# Semantic analysis of sexism in French Rap using word embeddings

Natural Language Processing for the Social Sciences

Matteo Larrode, MSc Social Data Science

## Setup

In [5]:
import json
import pandas as pd
import requests
from tqdm import tqdm

# Data is from 2024 ACL-SRW paper "A Computational Analysis and Exploration of Linguistic Borrowings in French Rap Lyrics" by Lucas Zurbuchen and Rob Voigt.
# Paper: https://aclanthology.org/2024.acl-srw.27.pdf
# Source: https://github.com/ljz112/CLResearch/tree/main/dataEntries

In [6]:
# URLs for the data
old_songs_url = "https://raw.githubusercontent.com/ljz112/CLResearch/refs/heads/main/dataEntries/frenchDataOldSongs.json"
new_songs_url = "https://raw.githubusercontent.com/ljz112/CLResearch/refs/heads/main/dataEntries/frenchDataNew.json"

# Download the data
print("Downloading old songs data...")
old_songs_response = requests.get(old_songs_url)
data_old = json.loads(old_songs_response.text)
print("Downloading new songs data...")
new_songs_response = requests.get(new_songs_url)
data_new = json.loads(new_songs_response.text)
print("Data downloaded successfully.")

Downloading old songs data...
Downloading new songs data...
Data downloaded successfully.


In [None]:
# Create DataFrames
old_songs_df = pd.DataFrame(data_old['allSongs'])
old_artists_df = pd.DataFrame(data_old['allArtists'])
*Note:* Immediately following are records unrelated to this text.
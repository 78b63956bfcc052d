//! Numeric range and threshold refinements (`year >= 1990`, `rating >= 4`).

use std::fmt;

use serde::{Deserialize, Serialize};

use crate::error::{QueryError, Result};

/// Comparison operator of a numeric refinement.
#[derive(Debug, Clone, Copy, PartialEq, Eq, Hash, Serialize, Deserialize)]
pub enum NumericOp {
	#[serde(rename = "<")]
	LessThan,
	#[serde(rename = "<=")]
	LessThanOrEqual,
	#[serde(rename = "=")]
	Equal,
	#[serde(rename = "!=")]
	NotEqual,
	#[serde(rename = ">=")]
	GreaterThanOrEqual,
	#[serde(rename = ">")]
	GreaterThan,
}

impl NumericOp {
	/// Operator symbol used in encoded filters.
	pub const fn as_str(self) -> &'static str {
		match self {
			Self::LessThan => "<",
			Self::LessThanOrEqual => "<=",
			Self::Equal => "=",
			Self::NotEqual => "!=",
			Self::GreaterThanOrEqual => ">=",
			Self::GreaterThan => ">",
		}
	}

	/// Evaluates `lhs <op> rhs`.
	pub fn matches(self, lhs: f64, rhs: f64) -> bool {
		match self {
			Self::LessThan => lhs < rhs,
			Self::LessThanOrEqual => lhs <= rhs,
			Self::Equal => lhs == rhs,
			Self::NotEqual => lhs != rhs,
			Self::GreaterThanOrEqual => lhs >= rhs,
			Self::GreaterThan => lhs > rhs,
		}
	}
}

/// `attribute <op> value` filter on a numeric attribute.
///
/// Equality compares `value` by [`f64::total_cmp`], so every refinement
/// (NaN included) equals its own clone.
#[derive(Debug, Clone, Serialize, Deserialize)]
pub struct NumericRefinement {
	pub attribute: String,
	pub op: NumericOp,
	pub value: f64,
}

impl PartialEq for NumericRefinement {
	fn eq(&self, other: &Self) -> bool {
		self.attribute == other.attribute && self.op == other.op && self.value.total_cmp(&other.value).is_eq()
	}
}

impl Eq for NumericRefinement {}

impl NumericRefinement {
	pub fn new(attribute: impl Into<String>, op: NumericOp, value: f64) -> Self {
		Self {
			attribute: attribute.into(),
			op,
			value,
		}
	}

	/// Parses `attribute<op>value`, tolerating whitespace around the operator.
	pub fn parse(filter: &str) -> Result<Self> {
		let invalid = || QueryError::InvalidNumericFilter(filter.to_string());

		// Two-character operators first so `>=` is not read as `>`.
		const OPS: [(&str, NumericOp); 6] = [
			("<=", NumericOp::LessThanOrEqual),
			(">=", NumericOp::GreaterThanOrEqual),
			("!=", NumericOp::NotEqual),
			("<", NumericOp::LessThan),
			(">", NumericOp::GreaterThan),
			("=", NumericOp::Equal),
		];

		let (pos, symbol, op) = OPS
			.iter()
			.filter_map(|(symbol, op)| filter.find(symbol).map(|pos| (pos, *symbol, *op)))
			.min_by_key(|(pos, symbol, _)| (*pos, std::cmp::Reverse(symbol.len())))
			.ok_or_else(invalid)?;

		let attribute = filter[..pos].trim();
		let value = filter[pos + symbol.len()..].trim();
		if attribute.is_empty() {
			return Err(invalid());
		}
		let value: f64 = value.parse().map_err(|_| invalid())?;
		if !value.is_finite() {
			return Err(invalid());
		}
		Ok(Self::new(attribute, op, value))
	}
}

impl fmt::Display for NumericRefinement {
	fn fmt(&self, f: &mut fmt::Formatter<'_>) -> fmt::Result {
		write!(f, "{}{}{}", self.attribute, self.op.as_str(), self.value)
	}
}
new_songs_df = pd.DataFrame(data_new['allSongs'])
new_artists_df = pd.DataFrame(data_new['allArtists'])

# Combine the DataFrames
all_songs_df = pd.concat([old_songs_df, new_songs_df], ignore_index=True)
all_artists_df = pd.concat([old_artists_df, new_artists_df], ignore_index=True)

# Save the DataFrames to CSV files
all_songs_df.to_csv("data/french_rap_songs.csv", index=False)
all_artists_df.to_csv("data/french_rap_artists.csv", index=False)